# Guest Post: On Proving Too Much in Scientific Data Analysis

I asked Rick Gerkin to write a summary of his recent eLife paper commenting on a much hyped Science paper on how many odours we can discriminate.

On Proving Too Much in Scientific Data Analysis

by Richard C. Gerkin

Last year, Science published a paper by a group at Rockefeller University claiming that humans can discriminate at least a trillion smells. This was remarkable and exciting because, as the authors noted, there are far fewer than a trillion mutually discriminable colors or pure tones, and yet olfaction has been commonly believed to be much duller than vision or audition, at least in humans. Could it in fact be much sharper than the other senses?
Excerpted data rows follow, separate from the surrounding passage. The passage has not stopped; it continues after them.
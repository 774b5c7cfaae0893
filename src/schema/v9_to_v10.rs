use crate::error::KeyMapperError;
use crate::model::flags::ACTION_TO_TRIGGER;
use crate::model::{self, v9};
use log::info;
use rusqlite::Connection;

use super::rows::{self, Columns, KeymapRow};

/// Schema Upgrade: Version 9 → 10
///
/// The "performing action" toast is shown once per trigger, not once per
/// action. The bits in `ACTION_TO_TRIGGER` are cleared on every action, and set
/// on the trigger when any action in the list carried them. Uids are kept.
pub const UPGRADE_9_TO_10_POST_SQL: &str = r#"
UPDATE meta SET value = '10' WHERE key = 'schema_version';
"#;

pub fn migrate_9_to_10(conn: &Connection) -> Result<(), KeyMapperError> {
    let count = rows::rewrite_keymaps(conn, Columns::WithUid, transform)?;
    info!("Migration 9→10: Moved action toast flags onto the trigger of {} keymaps", count);
    Ok(())
}

pub fn transform(row: KeymapRow) -> Result<KeymapRow, KeyMapperError> {
    let mut trigger: v9::Trigger = model::decode(row.id, "trigger", &row.trigger)?;
    let mut actions: Vec<v9::Action> = model::decode(row.id, "action_list", &row.action_list)?;

    let gathered = actions
        .iter()
        .fold(0, |acc, action| acc | ACTION_TO_TRIGGER.translate(action.flags));
    trigger.flags |= gathered;

    for action in &mut actions {
        action.flags = ACTION_TO_TRIGGER.strip(action.flags);
    }

    Ok(KeymapRow {
        trigger: model::encode(&trigger)?,
        action_list: model::encode(&actions)?,
        ..row
    })
}

#[cfg(test)]
mod tests {
    use super::*;
    use crate::migration::migrate;
    use crate::schema::fixtures::{self, Expected};

    const THIS: &str = model::DEVICE_ID_THIS_DEVICE;

    #[test]
    fn test_migrate_9_to_10_fixture() {
        let key = format!(
            r#"[{{"clickType":0,"deviceId":"{THIS}","flags":0,"keyCode":25,"uid":"9d5d6f0b-1b9a-44ba-9406-1caaacea05de"}}]"#
        );
        let trigger = |flags: i64, keys: &str| format!(r#"{{"extras":[],"flags":{flags},"keys":{keys},"mode":2}}"#);

        let a1 = |flags: i64| {
            format!(r#"[{{"data":"com.google.android.contacts","extras":[],"flags":{flags},"type":"APP","uid":"dc2d8c69-aaa5-4471-b981-17cba7677c1a"}}]"#)
        };
        let a2 = |flags: i64| {
            format!(r#"[{{"data":"com.discord","extras":[],"flags":{flags},"type":"APP","uid":"86c78374-59ce-4050-94a4-299f4778658f"}}]"#)
        };
        let a3 = |f1: i64, f3: i64| {
            format!(
                r#"[{{"data":"com.google.android.vr.home","extras":[],"flags":{f1},"type":"APP","uid":"ca5b18ee-2673-4443-b2a7-cedef2c455b2"}},{{"data":"com.google.android.calendar","extras":[],"flags":0,"type":"APP","uid":"d274a5a8-f48e-4fbf-acbd-ed3c4b4ff377"}},{{"data":"enable_mobile_data","extras":[],"flags":{f3},"type":"SYSTEM_ACTION","uid":"f6b2afc5-4265-403d-8a0f-4eacf245286f"}}]"#
            )
        };

        let mut conn = fixtures::legacy_connection(9);
        fixtures::insert_keymap_with_uid(&conn, 1, &trigger(0, "[]"), &a1(2), "", "d314e9e8-fac9-43e7-b540-0b9c0bfb4238");
        fixtures::insert_keymap_with_uid(&conn, 2, &trigger(1, &key), &a2(2), "", "b854ece7-2f0e-45c4-9cf3-bb5aa4fad288");
        fixtures::insert_keymap_with_uid(&conn, 3, &trigger(0, "[]"), &a3(2, 2), "", "75ab7552-c175-4df4-9f50-1a9b86e717cc");

        migrate(&mut conn, 9, 10).unwrap();

        fixtures::assert_keymaps(
            &conn,
            &[
                Expected::v9(1, &trigger(16, "[]"), &a1(0), "[]", 1, 0, Some(""), "d314e9e8-fac9-43e7-b540-0b9c0bfb4238"),
                Expected::v9(2, &trigger(17, &key), &a2(0), "[]", 1, 0, Some(""), "b854ece7-2f0e-45c4-9cf3-bb5aa4fad288"),
                Expected::v9(3, &trigger(16, "[]"), &a3(0, 0), "[]", 1, 0, Some(""), "75ab7552-c175-4df4-9f50-1a9b86e717cc"),
            ],
        );
    }

    #[test]
    fn test_no_toast_leaves_trigger_flags_alone() {
        let mut row = fixtures::keymap_row(
            1,
            r#"{"extras":[],"flags":1,"keys":[],"mode":2}"#,
            r#"[{"data":"a","extras":[],"flags":5,"type":"APP","uid":"x"}]"#,
            0,
        );
        row.uid = Some("keymap".to_owned());

        let migrated = transform(row).unwrap();
        let trigger: v9::Trigger = serde_json::from_str(&migrated.trigger).unwrap();
        let actions: Vec<v9::Action> = serde_json::from_str(&migrated.action_list).unwrap();
        assert_eq!(trigger.flags, 1);
        assert_eq!(actions[0].flags, 5);
        assert_eq!(actions[0].uid, "x");
        assert_eq!(migrated.uid.as_deref(), Some("keymap"));
    }
}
After the paper came out in Science, two rebuttals were published in eLife. The first was by Markus Meister, an olfaction and vision researcher and computational neuroscientist at Cal Tech. My colleague Jason Castro and I had a separate rebuttal. The original authors have also posted a re-rebuttal of our two papers (mostly of Meister’s paper), which has not yet been peer reviewed. Here I’ll discuss the source of the original claim, and the logical underpinnings of the counterclaims that Meister, Castro, and I have made.
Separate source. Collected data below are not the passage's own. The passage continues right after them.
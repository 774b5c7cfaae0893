//! Stored JSON shapes, one module per shape era.
//!
//! A shape module is named after the first schema version that uses it and
//! stays in effect until the next module takes over:
//!
//! | module | trigger | action | constraint |
//! |--------|---------|--------|------------|
//! | `v1`   | 1       | 1      | -          |
//! | `v2`   | 2–5     | 2–8    | 2–7        |
//! | `v6`   | 6       |        |            |
//! | `v7`   | 7–8     |        |            |
//! | `v8`   |         |        | 8–10       |
//! | `v9`   | 9–10    | 9–10   |            |
//!
//! Transformers convert between two concrete shapes, never through a shared
//! evolving type.

use crate::error::KeyMapperError;
use serde::de::DeserializeOwned;
use serde::Serialize;

pub mod flags;
pub mod v1;
pub mod v2;
pub mod v6;
pub mod v7;
pub mod v8;
pub mod v9;

/// Shapes used by the current schema version.
pub mod current {
    pub use super::v2::Extra;
    pub use super::v8::Constraint;
    pub use super::v9::{Action, Trigger, TriggerKey};
}

pub const DEVICE_ID_ANY_DEVICE: &str = "io.github.sds100.keymapper.ANY_DEVICE";
pub const DEVICE_ID_THIS_DEVICE: &str = "io.github.sds100.keymapper.THIS_DEVICE";

pub const CLICK_TYPE_SHORT_PRESS: i64 = 0;
pub const CLICK_TYPE_LONG_PRESS: i64 = 1;
pub const CLICK_TYPE_DOUBLE_PRESS: i64 = 2;

pub const MODE_PARALLEL: i64 = 0;
pub const MODE_SEQUENCE: i64 = 1;
/// Only exists from schema version 4.
pub const MODE_UNDEFINED: i64 = 2;

pub const CONSTRAINT_MODE_AND: i64 = 1;
pub const CONSTRAINT_MODE_OR: i64 = 2;

pub const ACTION_TYPE_KEY_EVENT: &str = "KEY_EVENT";

/// Decode one stored JSON column under the shape `T`.
pub fn decode<T: DeserializeOwned>(row_id: i64, column: &'static str, text: &str) -> Result<T, KeyMapperError> {
    serde_json::from_str(text).map_err(|e| KeyMapperError::parse(row_id, column, e))
}

pub fn encode<T: Serialize + ?Sized>(value: &T) -> Result<String, KeyMapperError> {
    serde_json::to_string(value)
        .map_err(|e| KeyMapperError::Error(format!("Failed to serialize keymap JSON: {}", e)))
}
How did the original authors support their claim in the Science paper? Proving this claim by brute force would have been impractical, so the authors selected a representative set of 128 odorous molecules and then tested a few hundred random 30-component mixtures of those molecules. Since many mixture stimuli can be constructed in this way but only a small fraction can be practically tested, they tried to extrapolate their experimental results to the larger space of possible mixtures. They relied on a statistical transformation of the data, followed by a theorem from the mathematics of error-correcting codes, to estimate — from the data they collected — a lower bound on the actual number of discriminable olfactory stimuli.

The two rebuttals in eLife are mostly distinct from one another but have a common thread: both effectively identify the Science paper’s analysis framework with the logical fallacy of `proving too much‘, which can be thought of as a form of reductio ad absurdum. An argument `proves too much’ when it (or an argument of parallel construction) can prove things that are known to be false. For example, the 11th century theologian St. Anselm’s ontological argument [ed note: see previous post] for the existence of god states (in abbreviated form): “God is the greatest possible being. A being that exists is greater than one that doesn’t. If God does not exist, we can conceive of an even greater being, that is one that does exist. Therefore God exists”. But this proves too much because the same argument can be used to prove the existence of the greatest island, the greatest donut, etc., by making arguments of parallel construction about those hypothetical items, e.g. “The Lost Island is the greatest possible island…” as shown by Anselm’s contemporary Gaunilo of Marmoutiers. One could investigate further to identify more specific errors in logic in Anselm’s argument, but this can be tricky and time-consuming. Philosophers have spent centuries doing just this, with varying levels of success. But simply showing that the argument proves too much is sufficient to at least call the conclusion into question. This makes `proves too much’ a rhetorically powerful approach. In the context of a scientific rebuttal, leading with a demonstration that this fallacy has occurred piques enough reader interest to justify a dissection of more specific technical errors. Both eLife rebuttals use this approach, first showing that the analysis framework proves too much, and then exploring the source(s) of the error in greater detail.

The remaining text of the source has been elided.